### What the task requires
Output the records exactly, every one of them.

### Recorded information
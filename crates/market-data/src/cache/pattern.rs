//! Key patterns for cache invalidation.

use regex::Regex;

/// A parsed invalidation pattern.
///
/// A pattern without `*` is a key prefix (`"fred:"` drops every FRED key).
/// A pattern with `*` is a glob matched against the whole key
/// (`"*:market_size:*"`).
#[derive(Clone, Debug)]
pub enum KeyPattern {
    Prefix(String),
    Glob { raw: String, regex: Regex },
}

impl KeyPattern {
    pub fn parse(pattern: &str) -> Self {
        if !pattern.contains('*') {
            return Self::Prefix(pattern.to_string());
        }

        let body = pattern
            .split('*')
            .map(regex::escape)
            .collect::<Vec<_>>()
            .join(".*");
        match Regex::new(&format!("^{}$", body)) {
            Ok(regex) => Self::Glob {
                raw: pattern.to_string(),
                regex,
            },
            // Escaped input always compiles; keep a prefix match as a floor.
            Err(_) => Self::Prefix(pattern.replace('*', "")),
        }
    }

    pub fn matches(&self, key: &str) -> bool {
        match self {
            Self::Prefix(prefix) => key.starts_with(prefix.as_str()),
            Self::Glob { regex, .. } => regex.is_match(key),
        }
    }

    /// Pattern in the glob syntax understood by Redis `KEYS`/`SCAN`.
    pub fn as_glob(&self) -> String {
        match self {
            Self::Prefix(prefix) => format!("{}*", prefix),
            Self::Glob { raw, .. } => raw.clone(),
        }
    }
}

#[cfg(test)]
mod tests {
    use super::*;

    #[test]
    fn test_prefix_pattern() {
        let p = KeyPattern::parse("fred:");
        assert!(p.matches("fred:economic_series:abc"));
        assert!(!p.matches("census:market_size:abc"));
        assert_eq!(p.as_glob(), "fred:*");
    }

    #[test]
    fn test_glob_pattern_matches_whole_key() {
        let p = KeyPattern::parse("*:market_size:*");
        assert!(p.matches("census:market_size:abc"));
        assert!(p.matches("world_bank:market_size:def"));
        assert!(!p.matches("fred:economic_series:abc"));
    }

    #[test]
    fn test_glob_escapes_regex_metacharacters() {
        let p = KeyPattern::parse("a.b*");
        assert!(p.matches("a.bcd"));
        assert!(!p.matches("axbcd"));
    }
}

### Task result
filename crates/market-data/src/cache/pattern.rs
//! Key patterns for cache invalidation.

use regex::Regex;

/// A parsed invalidation pattern.
///
/// A pattern without `*` is a key prefix (`"fred:"` drops every FRED key).
/// A pattern with `*` is a glob matched against the whole key
/// (`"*:market_size:*"`).
#[derive(Clone, Debug)]
pub enum KeyPattern {
    Prefix(String),
    Glob { raw: String, regex: Regex },
}

impl KeyPattern {
    pub fn parse(pattern: &str) -> Self {
        if !pattern.contains('*') {
            return Self::Prefix(pattern.to_string());
        }

        let body = pattern
            .split('*')
            .map(regex::escape)
            .collect::<Vec<_>>()
            .join(".*");
        match Regex::new(&format!("^{}$", body)) {
            Ok(regex) => Self::Glob {
                raw: pattern.to_string(),
                regex,
            },
            // Escaped input always compiles; keep a prefix match as a floor.
            Err(_) => Self::Prefix(pattern.replace('*', "")),
        }
    }

    pub fn matches(&self, key: &str) -> bool {
        match self {
            Self::Prefix(prefix) => key.starts_with(prefix.as_str()),
            Self::Glob { regex, .. } => regex.is_match(key),
        }
    }

    /// Pattern in the glob syntax understood by Redis `KEYS`/`SCAN`.
    pub fn as_glob(&self) -> String {
        match self {
            Self::Prefix(prefix) => format!("{}*", prefix),
            Self::Glob { raw, .. } => raw.clone(),
        }
    }
}

#[cfg(test)]
mod tests {
    use super::*;

    #[test]
    fn test_prefix_pattern() {
        let p = KeyPattern::parse("fred:");
        assert!(p.matches("fred:economic_series:abc"));
        assert!(!p.matches("census:market_size:abc"));
        assert_eq!(p.as_glob(), "fred:*");
    }

    #[test]
    fn test_glob_pattern_matches_whole_key() {
        let p = KeyPattern::parse("*:market_size:*");
        assert!(p.matches("census:market_size:abc"));
        assert!(p.matches("world_bank:market_size:def"));
        assert!(!p.matches("fred:economic_series:abc"));
    }

    #[test]
    fn test_glob_escapes_regex_metacharacters() {
        let p = KeyPattern::parse("a.b*");
        assert!(p.matches("a.bcd"));
        assert!(!p.matches("axbcd"));
    }
}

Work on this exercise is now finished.